BRIEF: Please copy, exactly as they appear below, the lines from the one containing "for CSV files" through the one containing "Validate rows, reconcile".

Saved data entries

--------------------------------

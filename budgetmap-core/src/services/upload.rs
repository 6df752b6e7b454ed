//! Upload service - CSV ingestion and reconciliation against stored mappings

use std::path::Path;
use std::sync::Arc;

use chrono::NaiveDate;
use rust_decimal::Decimal;
use serde::Serialize;

use crate::domain::result::{Error, Result};
use crate::domain::{ColumnRole, RawRow, ReconcileEngine, RowMapping, RowValidator, RowVerdict};
use crate::ports::{EngineEvent, EngineObserver, MappingRepository};

/// Parsed CSV content: header list plus one row per record
#[derive(Debug, Clone)]
pub struct ParsedCsv {
    pub headers: Vec<String>,
    pub rows: Vec<RawRow>,
}

/// Result of uploading a file
#[derive(Debug, Clone, Serialize)]
pub struct UploadResult {
    pub filename: String,
    pub total_rows: usize,
    pub valid_rows: usize,
    pub skipped_rows: usize,
    /// Rows that kept their category from a previous upload of this file
    pub carried_rows: usize,
    /// Rows categorized from a matching row of any stored file
    pub prefilled_rows: usize,
    /// Stored rows absent from this upload that were kept
    pub preserved_rows: usize,
    pub dropped_rows: usize,
    pub preview: Vec<RowMapping>,
}

/// Column classification of one header
#[derive(Debug, Clone, Serialize)]
pub struct ColumnReport {
    pub header: String,
    pub role: ColumnRole,
}

/// Verdict and extracted fields of one row
#[derive(Debug, Clone, Serialize)]
pub struct RowReport {
    /// 1-based data row number
    pub row_number: usize,
    pub verdict: RowVerdict,
    pub date: Option<NaiveDate>,
    #[serde(with = "rust_decimal::serde::float_option")]
    pub amount: Option<Decimal>,
    pub description: Option<String>,
}

/// What an upload would see, without touching the store
#[derive(Debug, Clone, Serialize)]
pub struct InspectReport {
    pub filename: String,
    pub columns: Vec<ColumnReport>,
    pub rows: Vec<RowReport>,
    pub valid_rows: usize,
}

/// Upload service for CSV files
pub struct UploadService {
    repository: Arc<dyn MappingRepository>,
    engine: ReconcileEngine,
    preview_rows: usize,
}

impl UploadService {
    pub fn new(repository: Arc<dyn MappingRepository>, engine: ReconcileEngine, preview_rows: usize) -> Self {
        Self {
            repository,
            engine,
            preview_rows,
        }
    }

    /// Upload a CSV file from disk; the stored name is the file name
    pub fn upload_path(&self, path: &Path, observer: &dyn EngineObserver) -> Result<UploadResult> {
        let filename = file_name(path)?;
        let bytes = std::fs::read(path)?;
        self.upload_bytes(&filename, &bytes, observer)
    }

    /// Validate rows, reconcile with the stored mappings for `filename`,
    /// persist the merged rows and mark the file active
    ///
    /// An upload without a single valid row is reported but not stored.
    pub fn upload_bytes(&self, filename: &str, bytes: &[u8], observer: &dyn EngineObserver) -> Result<UploadResult> {
        let parsed = parse_csv(filename, bytes)?;
        let validator = RowValidator::with_keywords(&parsed.headers, self.engine.keywords().clone());
        let total_rows = parsed.rows.len();

        let mut new_rows = Vec::new();
        for (idx, row) in parsed.rows.into_iter().enumerate() {
            let verdict = validator.check_row(&row);
            if verdict.is_valid() {
                new_rows.push(RowMapping::new(new_rows.len(), row, filename));
            } else {
                observer.on_event(&EngineEvent::RowRejected {
                    row_number: idx + 1,
                    reason: verdict,
                });
            }
        }
        let valid_rows = new_rows.len();

        // Nothing to store; the stored rows and the active file stay as they were
        if valid_rows == 0 {
            tracing::warn!(filename, total_rows, "Upload has no valid rows");
            return Ok(UploadResult {
                filename: filename.to_string(),
                total_rows,
                valid_rows,
                skipped_rows: total_rows,
                carried_rows: 0,
                prefilled_rows: 0,
                preserved_rows: 0,
                dropped_rows: 0,
                preview: Vec::new(),
            });
        }

        let store = self.repository.load_store()?;
        let outcome = self.engine.reconcile(filename, new_rows, &store, observer);

        self.repository.save_file(filename, &outcome.rows)?;
        self.repository.set_active_file(filename)?;

        tracing::info!(
            filename,
            total_rows,
            valid_rows,
            carried = outcome.carried,
            prefilled = outcome.prefilled,
            "Upload stored"
        );

        Ok(UploadResult {
            filename: filename.to_string(),
            total_rows,
            valid_rows,
            skipped_rows: total_rows - valid_rows,
            carried_rows: outcome.carried,
            prefilled_rows: outcome.prefilled,
            preserved_rows: outcome.preserved,
            dropped_rows: outcome.dropped,
            preview: outcome.rows.into_iter().take(self.preview_rows).collect(),
        })
    }

    /// Classify columns and check every row of a file without storing it
    pub fn inspect(&self, path: &Path) -> Result<InspectReport> {
        let filename = file_name(path)?;
        let bytes = std::fs::read(path)?;
        let parsed = parse_csv(&filename, &bytes)?;
        let validator = RowValidator::with_keywords(&parsed.headers, self.engine.keywords().clone());

        let columns = validator
            .roles()
            .map(|(header, role)| ColumnReport {
                header: header.to_string(),
                role,
            })
            .collect();

        let rows: Vec<RowReport> = parsed
            .rows
            .iter()
            .enumerate()
            .map(|(idx, row)| {
                let normalized = validator.normalize(row);
                RowReport {
                    row_number: idx + 1,
                    verdict: validator.check_row(row),
                    date: normalized.date,
                    amount: normalized.amount,
                    description: normalized.description,
                }
            })
            .collect();
        let valid_rows = rows.iter().filter(|r| r.verdict.is_valid()).count();

        Ok(InspectReport {
            filename,
            columns,
            rows,
            valid_rows,
        })
    }
}

fn file_name(path: &Path) -> Result<String> {
    path.file_name()
        .and_then(|n| n.to_str())
        .map(str::to_string)
        .ok_or_else(|| Error::validation(format!("Not a file path: {}", path.display())))
}

/// Parse CSV bytes with a header row into dict-style rows
///
/// Short records are padded with empty cells and surplus cells ignored.
pub fn parse_csv(filename: &str, bytes: &[u8]) -> Result<ParsedCsv> {
    if !filename.to_lowercase().ends_with(".csv") {
        return Err(Error::validation(format!(
            "File must be a CSV file with .csv extension. Received: {}",
            filename
        )));
    }
    if bytes.is_empty() {
        return Err(Error::validation("File is empty"));
    }
    if std::str::from_utf8(bytes).is_err() {
        return Err(Error::validation(
            "File encoding error. Please ensure the file is UTF-8 encoded",
        ));
    }

    let mut reader = csv::ReaderBuilder::new()
        .flexible(true)
        .from_reader(bytes);

    let mut headers: Vec<String> = reader.headers()?.iter().map(|h| h.to_string()).collect();
    if let Some(first) = headers.first_mut() {
        *first = first.trim_start_matches('\u{feff}').to_string();
    }
    if headers.is_empty() || headers.iter().all(|h| h.trim().is_empty()) {
        return Err(Error::validation("File has no header row"));
    }

    let mut rows = Vec::new();
    for record in reader.records() {
        let record = record?;
        rows.push(RawRow::from_record(&headers, record.iter()));
    }

    Ok(ParsedCsv { headers, rows })
}

#[cfg(test)]
mod tests {
    use super::*;

    #[test]
    fn test_parse_csv_pads_and_truncates() {
        let csv = "Date,Description,Amount\n2024-01-01,Coffee\n2024-01-02,Tea,1.00,extra\n";
        let parsed = parse_csv("a.csv", csv.as_bytes()).unwrap();
        assert_eq!(parsed.headers, vec!["Date", "Description", "Amount"]);
        assert_eq!(parsed.rows.len(), 2);
        assert_eq!(parsed.rows[0].get("Amount"), Some(""));
        assert_eq!(parsed.rows[1].len(), 3);
    }

    #[test]
    fn test_parse_csv_strips_bom() {
        let csv = "\u{feff}Date,Description,Amount\n2024-01-01,Coffee,3.00\n";
        let parsed = parse_csv("a.csv", csv.as_bytes()).unwrap();
        assert_eq!(parsed.headers[0], "Date");
        let validator = RowValidator::new(&parsed.headers);
        assert_eq!(validator.date_columns(), vec!["Date"]);
    }

    #[test]
    fn test_parse_csv_rejections() {
        assert!(matches!(parse_csv("a.txt", b"Date\n"), Err(Error::Validation(_))));
        assert!(matches!(parse_csv("a.csv", b""), Err(Error::Validation(_))));
        assert!(matches!(parse_csv("a.csv", &[0xff, 0xfe, 0x00]), Err(Error::Validation(_))));
        assert!(parse_csv("UPPER.CSV", b"Date,Amount\n").is_ok());
    }
}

--------------------------------

RESPONSE TO THE EXERCISE:
/// Upload service for CSV files
pub struct UploadService {
    repository: Arc<dyn MappingRepository>,
    engine: ReconcileEngine,
    preview_rows: usize,
}

impl UploadService {
    pub fn new(repository: Arc<dyn MappingRepository>, engine: ReconcileEngine, preview_rows: usize) -> Self {
        Self {
            repository,
            engine,
            preview_rows,
        }
    }

    /// Upload a CSV file from disk; the stored name is the file name
    pub fn upload_path(&self, path: &Path, observer: &dyn EngineObserver) -> Result<UploadResult> {
        let filename = file_name(path)?;
        let bytes = std::fs::read(path)?;
        self.upload_bytes(&filename, &bytes, observer)
    }

    /// Validate rows, reconcile with the stored mappings for `filename`,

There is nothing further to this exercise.